→ INFORMATION PROVIDED

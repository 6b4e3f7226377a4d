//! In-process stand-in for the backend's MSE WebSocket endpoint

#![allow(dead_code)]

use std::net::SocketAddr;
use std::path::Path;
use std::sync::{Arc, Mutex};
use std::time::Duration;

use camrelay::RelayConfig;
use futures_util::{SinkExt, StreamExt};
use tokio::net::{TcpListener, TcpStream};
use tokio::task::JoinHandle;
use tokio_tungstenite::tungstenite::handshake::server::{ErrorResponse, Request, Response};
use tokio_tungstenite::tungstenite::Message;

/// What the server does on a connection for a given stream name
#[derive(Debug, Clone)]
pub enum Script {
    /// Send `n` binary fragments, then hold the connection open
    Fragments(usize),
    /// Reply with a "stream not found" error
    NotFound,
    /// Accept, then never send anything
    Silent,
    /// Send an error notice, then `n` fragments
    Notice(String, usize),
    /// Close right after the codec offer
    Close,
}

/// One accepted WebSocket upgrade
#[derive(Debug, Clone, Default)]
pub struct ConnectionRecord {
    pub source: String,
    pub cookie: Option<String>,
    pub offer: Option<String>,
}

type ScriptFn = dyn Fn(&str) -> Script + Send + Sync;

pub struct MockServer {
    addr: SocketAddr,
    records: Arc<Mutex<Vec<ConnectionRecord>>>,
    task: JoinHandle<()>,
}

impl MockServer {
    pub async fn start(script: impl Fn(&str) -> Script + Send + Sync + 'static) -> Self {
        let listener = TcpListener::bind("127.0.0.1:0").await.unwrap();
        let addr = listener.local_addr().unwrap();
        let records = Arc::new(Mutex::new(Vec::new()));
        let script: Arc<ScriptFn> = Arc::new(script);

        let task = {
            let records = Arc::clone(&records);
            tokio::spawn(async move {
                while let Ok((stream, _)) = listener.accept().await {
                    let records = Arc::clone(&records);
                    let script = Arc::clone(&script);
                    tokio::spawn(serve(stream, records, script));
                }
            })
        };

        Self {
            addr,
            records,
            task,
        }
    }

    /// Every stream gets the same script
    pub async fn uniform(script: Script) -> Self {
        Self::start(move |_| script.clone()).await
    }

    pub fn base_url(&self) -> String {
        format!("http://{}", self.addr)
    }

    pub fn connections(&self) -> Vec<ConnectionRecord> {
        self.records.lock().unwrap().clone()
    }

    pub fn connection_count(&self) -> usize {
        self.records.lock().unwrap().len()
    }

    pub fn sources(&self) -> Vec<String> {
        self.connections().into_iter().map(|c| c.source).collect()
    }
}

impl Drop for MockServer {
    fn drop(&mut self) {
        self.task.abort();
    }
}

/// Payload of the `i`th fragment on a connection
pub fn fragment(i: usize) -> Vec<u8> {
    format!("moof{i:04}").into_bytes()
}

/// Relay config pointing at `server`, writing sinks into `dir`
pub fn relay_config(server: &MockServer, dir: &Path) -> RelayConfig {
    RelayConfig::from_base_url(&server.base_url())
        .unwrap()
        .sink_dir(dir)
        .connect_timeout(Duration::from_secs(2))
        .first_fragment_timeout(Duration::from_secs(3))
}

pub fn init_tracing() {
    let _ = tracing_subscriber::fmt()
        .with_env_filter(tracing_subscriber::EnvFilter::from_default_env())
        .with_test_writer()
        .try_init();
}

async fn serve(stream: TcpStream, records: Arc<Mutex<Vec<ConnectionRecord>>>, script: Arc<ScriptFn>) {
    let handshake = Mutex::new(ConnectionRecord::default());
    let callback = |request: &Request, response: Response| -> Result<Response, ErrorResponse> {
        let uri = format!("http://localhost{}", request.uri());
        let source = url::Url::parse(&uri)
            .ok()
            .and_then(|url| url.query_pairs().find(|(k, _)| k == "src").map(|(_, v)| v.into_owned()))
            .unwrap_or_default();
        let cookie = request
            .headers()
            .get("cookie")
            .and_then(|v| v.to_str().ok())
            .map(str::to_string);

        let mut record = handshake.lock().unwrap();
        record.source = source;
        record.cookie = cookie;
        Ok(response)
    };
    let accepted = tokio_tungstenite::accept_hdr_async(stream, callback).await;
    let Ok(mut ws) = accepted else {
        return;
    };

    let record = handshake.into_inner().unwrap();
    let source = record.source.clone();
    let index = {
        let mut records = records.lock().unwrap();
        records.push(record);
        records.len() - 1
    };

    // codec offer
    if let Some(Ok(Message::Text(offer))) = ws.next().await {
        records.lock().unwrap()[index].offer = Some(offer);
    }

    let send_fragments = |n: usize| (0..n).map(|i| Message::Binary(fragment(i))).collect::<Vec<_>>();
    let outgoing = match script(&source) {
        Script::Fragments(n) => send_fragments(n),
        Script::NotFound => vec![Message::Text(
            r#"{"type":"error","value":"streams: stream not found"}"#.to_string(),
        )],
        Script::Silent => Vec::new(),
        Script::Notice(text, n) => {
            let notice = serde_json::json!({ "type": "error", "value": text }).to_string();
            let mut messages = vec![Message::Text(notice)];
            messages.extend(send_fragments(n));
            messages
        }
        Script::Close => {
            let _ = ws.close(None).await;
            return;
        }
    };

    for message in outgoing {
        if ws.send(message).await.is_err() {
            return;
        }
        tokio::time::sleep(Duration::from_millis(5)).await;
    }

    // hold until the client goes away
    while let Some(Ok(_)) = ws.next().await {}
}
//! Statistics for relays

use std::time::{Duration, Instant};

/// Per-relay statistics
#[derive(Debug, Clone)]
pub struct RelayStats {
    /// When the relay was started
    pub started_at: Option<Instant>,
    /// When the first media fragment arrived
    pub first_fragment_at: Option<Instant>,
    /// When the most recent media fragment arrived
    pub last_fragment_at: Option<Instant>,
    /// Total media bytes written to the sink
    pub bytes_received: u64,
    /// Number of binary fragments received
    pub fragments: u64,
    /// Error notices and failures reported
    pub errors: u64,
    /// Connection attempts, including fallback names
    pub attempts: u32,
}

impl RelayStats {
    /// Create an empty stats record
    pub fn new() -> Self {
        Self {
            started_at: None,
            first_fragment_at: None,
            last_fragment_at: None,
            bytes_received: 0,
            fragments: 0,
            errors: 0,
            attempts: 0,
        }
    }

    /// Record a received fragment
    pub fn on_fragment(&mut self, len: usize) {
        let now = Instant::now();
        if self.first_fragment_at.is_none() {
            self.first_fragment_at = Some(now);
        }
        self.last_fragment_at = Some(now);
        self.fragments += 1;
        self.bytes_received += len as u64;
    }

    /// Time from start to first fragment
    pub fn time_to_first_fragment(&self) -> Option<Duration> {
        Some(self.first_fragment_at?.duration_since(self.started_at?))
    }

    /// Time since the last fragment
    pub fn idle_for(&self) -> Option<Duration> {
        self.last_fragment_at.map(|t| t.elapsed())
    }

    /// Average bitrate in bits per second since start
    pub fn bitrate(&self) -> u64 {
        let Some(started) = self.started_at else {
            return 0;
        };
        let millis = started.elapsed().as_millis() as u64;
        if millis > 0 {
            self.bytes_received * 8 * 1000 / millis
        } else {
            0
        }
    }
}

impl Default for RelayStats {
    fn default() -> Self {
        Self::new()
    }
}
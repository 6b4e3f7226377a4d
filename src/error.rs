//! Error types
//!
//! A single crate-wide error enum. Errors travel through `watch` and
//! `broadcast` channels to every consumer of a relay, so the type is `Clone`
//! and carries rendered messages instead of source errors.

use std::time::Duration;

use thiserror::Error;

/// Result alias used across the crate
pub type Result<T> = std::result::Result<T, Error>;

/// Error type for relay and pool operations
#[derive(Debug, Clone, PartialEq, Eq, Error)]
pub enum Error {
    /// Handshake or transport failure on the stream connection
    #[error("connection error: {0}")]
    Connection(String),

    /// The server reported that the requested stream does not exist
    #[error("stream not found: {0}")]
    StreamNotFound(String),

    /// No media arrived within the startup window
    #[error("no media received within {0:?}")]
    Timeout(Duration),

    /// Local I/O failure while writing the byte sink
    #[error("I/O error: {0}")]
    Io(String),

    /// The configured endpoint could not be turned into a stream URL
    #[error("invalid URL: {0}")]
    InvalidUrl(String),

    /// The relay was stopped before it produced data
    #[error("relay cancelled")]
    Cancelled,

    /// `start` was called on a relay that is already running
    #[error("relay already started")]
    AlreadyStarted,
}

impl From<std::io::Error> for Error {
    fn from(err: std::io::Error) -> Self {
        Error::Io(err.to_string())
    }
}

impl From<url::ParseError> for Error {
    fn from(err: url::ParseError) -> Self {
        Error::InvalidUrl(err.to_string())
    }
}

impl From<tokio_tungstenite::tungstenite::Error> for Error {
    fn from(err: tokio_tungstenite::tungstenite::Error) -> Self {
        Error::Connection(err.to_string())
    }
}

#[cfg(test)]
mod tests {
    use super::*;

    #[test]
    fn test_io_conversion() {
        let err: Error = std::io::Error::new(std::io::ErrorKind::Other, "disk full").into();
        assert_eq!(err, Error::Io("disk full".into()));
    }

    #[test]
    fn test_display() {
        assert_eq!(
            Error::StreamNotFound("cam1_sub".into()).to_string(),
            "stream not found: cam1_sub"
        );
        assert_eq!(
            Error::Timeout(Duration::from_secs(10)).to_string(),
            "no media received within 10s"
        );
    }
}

→ TASK REQUIREMENTS
Give only the number of lines in the entries above that hold the string "connections".

→ RESPONSE
2